> [Extracted data]
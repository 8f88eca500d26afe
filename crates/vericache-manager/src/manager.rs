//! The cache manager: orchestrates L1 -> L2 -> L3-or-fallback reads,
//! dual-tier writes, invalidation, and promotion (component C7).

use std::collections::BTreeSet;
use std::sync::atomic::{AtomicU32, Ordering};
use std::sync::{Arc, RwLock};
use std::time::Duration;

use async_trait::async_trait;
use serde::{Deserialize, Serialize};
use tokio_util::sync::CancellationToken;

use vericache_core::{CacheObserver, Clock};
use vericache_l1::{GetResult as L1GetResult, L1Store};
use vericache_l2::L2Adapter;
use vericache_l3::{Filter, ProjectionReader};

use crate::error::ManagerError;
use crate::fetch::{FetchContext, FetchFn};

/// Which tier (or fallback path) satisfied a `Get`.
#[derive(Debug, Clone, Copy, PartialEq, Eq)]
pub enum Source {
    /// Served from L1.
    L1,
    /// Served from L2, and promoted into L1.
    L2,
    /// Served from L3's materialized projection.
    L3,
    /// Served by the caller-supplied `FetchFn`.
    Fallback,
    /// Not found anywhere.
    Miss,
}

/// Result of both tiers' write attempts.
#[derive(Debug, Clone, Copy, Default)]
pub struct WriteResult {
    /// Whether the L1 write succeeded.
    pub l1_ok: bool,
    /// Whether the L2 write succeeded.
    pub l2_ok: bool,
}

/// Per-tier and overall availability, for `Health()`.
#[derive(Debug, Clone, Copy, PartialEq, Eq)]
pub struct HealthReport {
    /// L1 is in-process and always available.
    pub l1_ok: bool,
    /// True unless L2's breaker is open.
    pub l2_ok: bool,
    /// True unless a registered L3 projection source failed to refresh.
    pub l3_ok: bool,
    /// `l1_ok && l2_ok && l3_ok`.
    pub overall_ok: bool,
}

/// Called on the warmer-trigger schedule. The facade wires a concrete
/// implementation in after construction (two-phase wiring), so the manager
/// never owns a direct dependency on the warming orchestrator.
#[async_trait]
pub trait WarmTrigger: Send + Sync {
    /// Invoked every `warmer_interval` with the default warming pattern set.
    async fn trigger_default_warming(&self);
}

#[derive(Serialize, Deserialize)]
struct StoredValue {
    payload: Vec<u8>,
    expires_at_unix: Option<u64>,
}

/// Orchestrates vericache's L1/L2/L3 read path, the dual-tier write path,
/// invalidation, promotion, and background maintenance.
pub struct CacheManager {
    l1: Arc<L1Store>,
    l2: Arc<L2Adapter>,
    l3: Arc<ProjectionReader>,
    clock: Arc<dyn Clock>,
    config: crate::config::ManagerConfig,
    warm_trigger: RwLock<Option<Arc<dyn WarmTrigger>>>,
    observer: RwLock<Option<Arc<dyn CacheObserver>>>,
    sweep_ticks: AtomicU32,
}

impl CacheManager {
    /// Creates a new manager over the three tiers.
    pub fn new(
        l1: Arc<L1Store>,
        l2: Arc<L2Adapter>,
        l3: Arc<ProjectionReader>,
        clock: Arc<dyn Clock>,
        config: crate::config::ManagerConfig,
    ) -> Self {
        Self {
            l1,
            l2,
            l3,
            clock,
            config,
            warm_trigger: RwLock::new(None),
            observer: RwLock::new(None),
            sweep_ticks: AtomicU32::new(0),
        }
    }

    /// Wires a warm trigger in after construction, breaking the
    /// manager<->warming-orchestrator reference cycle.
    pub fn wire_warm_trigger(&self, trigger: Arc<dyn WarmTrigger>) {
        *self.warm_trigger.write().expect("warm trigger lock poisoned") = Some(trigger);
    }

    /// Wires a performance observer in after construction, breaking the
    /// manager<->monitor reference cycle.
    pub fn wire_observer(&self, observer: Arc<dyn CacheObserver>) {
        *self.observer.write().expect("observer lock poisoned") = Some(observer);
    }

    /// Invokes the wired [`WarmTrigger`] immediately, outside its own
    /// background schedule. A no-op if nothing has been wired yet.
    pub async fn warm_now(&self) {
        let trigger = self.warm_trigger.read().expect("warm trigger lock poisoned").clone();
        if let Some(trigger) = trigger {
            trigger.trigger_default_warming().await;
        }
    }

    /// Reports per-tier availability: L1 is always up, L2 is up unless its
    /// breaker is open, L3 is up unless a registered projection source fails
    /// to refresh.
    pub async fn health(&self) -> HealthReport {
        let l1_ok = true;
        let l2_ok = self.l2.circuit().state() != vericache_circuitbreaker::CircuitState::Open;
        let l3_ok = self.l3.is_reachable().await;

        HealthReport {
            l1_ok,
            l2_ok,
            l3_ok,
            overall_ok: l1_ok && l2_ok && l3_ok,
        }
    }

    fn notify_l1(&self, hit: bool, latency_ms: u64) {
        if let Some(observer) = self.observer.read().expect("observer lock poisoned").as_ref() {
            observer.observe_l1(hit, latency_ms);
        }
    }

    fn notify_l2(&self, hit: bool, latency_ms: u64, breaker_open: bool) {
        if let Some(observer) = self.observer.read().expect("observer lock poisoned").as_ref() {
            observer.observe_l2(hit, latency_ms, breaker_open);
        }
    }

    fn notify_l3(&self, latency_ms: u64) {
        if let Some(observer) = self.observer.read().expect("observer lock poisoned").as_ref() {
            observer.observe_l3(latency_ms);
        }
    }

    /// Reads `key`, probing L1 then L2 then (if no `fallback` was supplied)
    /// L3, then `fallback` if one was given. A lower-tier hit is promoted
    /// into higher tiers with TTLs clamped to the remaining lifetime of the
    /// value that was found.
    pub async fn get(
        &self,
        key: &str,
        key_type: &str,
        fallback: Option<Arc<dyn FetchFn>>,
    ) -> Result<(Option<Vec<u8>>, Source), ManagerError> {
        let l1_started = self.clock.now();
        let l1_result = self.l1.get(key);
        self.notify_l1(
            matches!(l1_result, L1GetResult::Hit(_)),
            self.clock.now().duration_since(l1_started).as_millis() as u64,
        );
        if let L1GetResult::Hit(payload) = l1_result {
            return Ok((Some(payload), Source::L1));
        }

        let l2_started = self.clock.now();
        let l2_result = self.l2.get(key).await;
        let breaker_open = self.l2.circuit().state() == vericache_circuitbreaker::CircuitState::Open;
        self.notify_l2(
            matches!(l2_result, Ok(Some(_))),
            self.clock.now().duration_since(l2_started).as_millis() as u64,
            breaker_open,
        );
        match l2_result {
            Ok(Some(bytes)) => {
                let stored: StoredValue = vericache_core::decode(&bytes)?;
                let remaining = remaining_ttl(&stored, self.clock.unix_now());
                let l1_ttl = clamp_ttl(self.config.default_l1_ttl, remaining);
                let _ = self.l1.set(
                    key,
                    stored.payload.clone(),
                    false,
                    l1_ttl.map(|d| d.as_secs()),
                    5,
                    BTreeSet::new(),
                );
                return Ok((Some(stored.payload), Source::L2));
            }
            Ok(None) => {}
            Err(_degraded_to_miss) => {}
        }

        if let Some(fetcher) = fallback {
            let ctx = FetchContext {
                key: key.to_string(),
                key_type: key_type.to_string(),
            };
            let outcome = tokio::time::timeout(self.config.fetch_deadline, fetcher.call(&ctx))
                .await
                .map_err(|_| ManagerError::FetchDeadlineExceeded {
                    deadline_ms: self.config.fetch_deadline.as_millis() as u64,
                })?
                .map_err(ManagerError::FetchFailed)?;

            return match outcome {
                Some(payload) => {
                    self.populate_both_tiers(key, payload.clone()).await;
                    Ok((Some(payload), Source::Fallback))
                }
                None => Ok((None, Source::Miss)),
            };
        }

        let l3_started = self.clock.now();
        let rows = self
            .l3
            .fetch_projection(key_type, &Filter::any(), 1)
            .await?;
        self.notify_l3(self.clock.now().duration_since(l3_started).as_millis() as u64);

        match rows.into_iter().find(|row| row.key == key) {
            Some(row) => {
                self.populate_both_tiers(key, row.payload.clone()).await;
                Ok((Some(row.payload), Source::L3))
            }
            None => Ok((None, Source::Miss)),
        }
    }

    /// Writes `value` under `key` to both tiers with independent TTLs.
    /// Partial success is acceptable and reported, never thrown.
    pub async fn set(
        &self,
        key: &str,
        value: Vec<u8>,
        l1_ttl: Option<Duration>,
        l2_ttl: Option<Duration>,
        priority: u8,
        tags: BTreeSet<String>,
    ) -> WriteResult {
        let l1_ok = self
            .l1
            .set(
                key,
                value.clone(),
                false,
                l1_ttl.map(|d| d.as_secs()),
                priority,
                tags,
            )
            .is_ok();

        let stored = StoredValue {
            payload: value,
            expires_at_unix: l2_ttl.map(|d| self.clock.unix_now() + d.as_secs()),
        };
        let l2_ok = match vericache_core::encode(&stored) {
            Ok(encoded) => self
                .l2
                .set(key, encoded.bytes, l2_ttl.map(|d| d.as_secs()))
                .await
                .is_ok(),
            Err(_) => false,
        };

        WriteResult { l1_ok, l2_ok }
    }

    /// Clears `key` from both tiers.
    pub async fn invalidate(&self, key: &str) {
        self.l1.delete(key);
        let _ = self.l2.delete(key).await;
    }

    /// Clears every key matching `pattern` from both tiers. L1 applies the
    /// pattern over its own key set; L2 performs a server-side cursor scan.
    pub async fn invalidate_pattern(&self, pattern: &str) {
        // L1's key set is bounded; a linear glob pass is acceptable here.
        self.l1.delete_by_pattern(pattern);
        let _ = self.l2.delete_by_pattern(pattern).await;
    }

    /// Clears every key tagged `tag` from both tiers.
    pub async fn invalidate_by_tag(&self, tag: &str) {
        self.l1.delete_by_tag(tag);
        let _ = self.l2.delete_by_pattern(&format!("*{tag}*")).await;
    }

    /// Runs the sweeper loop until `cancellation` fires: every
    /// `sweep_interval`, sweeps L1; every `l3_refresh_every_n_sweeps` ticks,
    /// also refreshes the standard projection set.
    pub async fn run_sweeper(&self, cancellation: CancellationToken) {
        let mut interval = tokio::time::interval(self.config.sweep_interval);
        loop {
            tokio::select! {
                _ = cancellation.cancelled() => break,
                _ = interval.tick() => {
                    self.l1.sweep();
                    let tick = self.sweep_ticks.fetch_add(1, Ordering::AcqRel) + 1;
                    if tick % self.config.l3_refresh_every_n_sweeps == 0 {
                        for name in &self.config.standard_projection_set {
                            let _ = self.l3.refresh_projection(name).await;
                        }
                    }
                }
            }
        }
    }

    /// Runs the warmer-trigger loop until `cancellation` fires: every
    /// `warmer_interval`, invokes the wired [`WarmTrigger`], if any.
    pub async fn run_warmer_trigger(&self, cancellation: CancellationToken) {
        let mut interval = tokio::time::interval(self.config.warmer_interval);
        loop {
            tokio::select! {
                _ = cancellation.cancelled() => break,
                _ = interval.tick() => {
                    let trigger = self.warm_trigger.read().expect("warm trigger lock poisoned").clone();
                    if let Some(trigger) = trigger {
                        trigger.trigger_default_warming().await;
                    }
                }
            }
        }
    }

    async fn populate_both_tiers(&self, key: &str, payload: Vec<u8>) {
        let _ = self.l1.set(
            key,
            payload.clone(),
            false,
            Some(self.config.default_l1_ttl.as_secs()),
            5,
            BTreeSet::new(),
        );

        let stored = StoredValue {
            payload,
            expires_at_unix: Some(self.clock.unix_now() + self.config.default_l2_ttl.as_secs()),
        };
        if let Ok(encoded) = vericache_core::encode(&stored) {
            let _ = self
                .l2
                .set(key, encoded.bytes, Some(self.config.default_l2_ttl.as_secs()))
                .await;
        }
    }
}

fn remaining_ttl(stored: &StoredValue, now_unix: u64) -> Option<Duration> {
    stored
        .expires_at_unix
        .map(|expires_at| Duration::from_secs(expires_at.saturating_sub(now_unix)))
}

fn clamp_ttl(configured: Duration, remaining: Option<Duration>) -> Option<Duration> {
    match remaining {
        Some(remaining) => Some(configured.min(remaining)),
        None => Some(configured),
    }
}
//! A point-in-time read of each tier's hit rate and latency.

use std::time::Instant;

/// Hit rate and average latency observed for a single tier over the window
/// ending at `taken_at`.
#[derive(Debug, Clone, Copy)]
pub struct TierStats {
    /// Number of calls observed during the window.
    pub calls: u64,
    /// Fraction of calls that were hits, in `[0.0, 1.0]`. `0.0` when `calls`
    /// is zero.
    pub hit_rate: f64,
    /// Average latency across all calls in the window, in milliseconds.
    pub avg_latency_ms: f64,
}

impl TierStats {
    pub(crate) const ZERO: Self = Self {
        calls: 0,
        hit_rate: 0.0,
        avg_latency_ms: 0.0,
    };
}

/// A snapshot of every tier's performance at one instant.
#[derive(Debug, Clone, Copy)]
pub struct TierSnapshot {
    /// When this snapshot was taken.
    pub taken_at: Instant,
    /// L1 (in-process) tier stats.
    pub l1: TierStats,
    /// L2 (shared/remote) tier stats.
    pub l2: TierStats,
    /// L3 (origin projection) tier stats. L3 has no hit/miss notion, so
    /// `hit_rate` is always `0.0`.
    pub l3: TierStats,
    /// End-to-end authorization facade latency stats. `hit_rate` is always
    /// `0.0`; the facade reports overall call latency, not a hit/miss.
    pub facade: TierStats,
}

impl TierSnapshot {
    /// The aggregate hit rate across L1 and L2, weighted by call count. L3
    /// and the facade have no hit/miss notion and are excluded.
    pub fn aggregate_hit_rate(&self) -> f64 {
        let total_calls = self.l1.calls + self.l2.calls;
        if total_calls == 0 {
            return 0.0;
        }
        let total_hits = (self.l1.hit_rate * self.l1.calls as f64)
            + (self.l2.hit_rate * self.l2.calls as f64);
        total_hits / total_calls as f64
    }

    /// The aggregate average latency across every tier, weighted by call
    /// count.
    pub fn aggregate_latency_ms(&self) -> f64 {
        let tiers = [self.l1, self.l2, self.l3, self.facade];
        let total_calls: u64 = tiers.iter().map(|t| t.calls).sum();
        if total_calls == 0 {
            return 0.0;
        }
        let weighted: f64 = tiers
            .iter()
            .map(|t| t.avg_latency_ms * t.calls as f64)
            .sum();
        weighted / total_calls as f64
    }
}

> [Task] In the data above, retype exactly and only the lines between the one holding "Runs the warmer-trigger" and the one holding "over the window", inclusive.

> [Task output]
    /// Runs the warmer-trigger loop until `cancellation` fires: every
    /// `warmer_interval`, invokes the wired [`WarmTrigger`], if any.
    pub async fn run_warmer_trigger(&self, cancellation: CancellationToken) {
        let mut interval = tokio::time::interval(self.config.warmer_interval);
        loop {
            tokio::select! {
                _ = cancellation.cancelled() => break,
                _ = interval.tick() => {
                    let trigger = self.warm_trigger.read().expect("warm trigger lock poisoned").clone();
                    if let Some(trigger) = trigger {
                        trigger.trigger_default_warming().await;
                    }
                }
            }
        }
    }

    async fn populate_both_tiers(&self, key: &str, payload: Vec<u8>) {
        let _ = self.l1.set(
            key,
            payload.clone(),
            false,
            Some(self.config.default_l1_ttl.as_secs()),
            5,
            BTreeSet::new(),
        );

        let stored = StoredValue {
            payload,
            expires_at_unix: Some(self.clock.unix_now() + self.config.default_l2_ttl.as_secs()),
        };
        if let Ok(encoded) = vericache_core::encode(&stored) {
            let _ = self
                .l2
                .set(key, encoded.bytes, Some(self.config.default_l2_ttl.as_secs()))
                .await;
        }
    }
}

fn remaining_ttl(stored: &StoredValue, now_unix: u64) -> Option<Duration> {
    stored
        .expires_at_unix
        .map(|expires_at| Duration::from_secs(expires_at.saturating_sub(now_unix)))
}

fn clamp_ttl(configured: Duration, remaining: Option<Duration>) -> Option<Duration> {
    match remaining {
        Some(remaining) => Some(configured.min(remaining)),
        None => Some(configured),
    }
}
//! A point-in-time read of each tier's hit rate and latency.

use std::time::Instant;

/// Hit rate and average latency observed for a single tier over the window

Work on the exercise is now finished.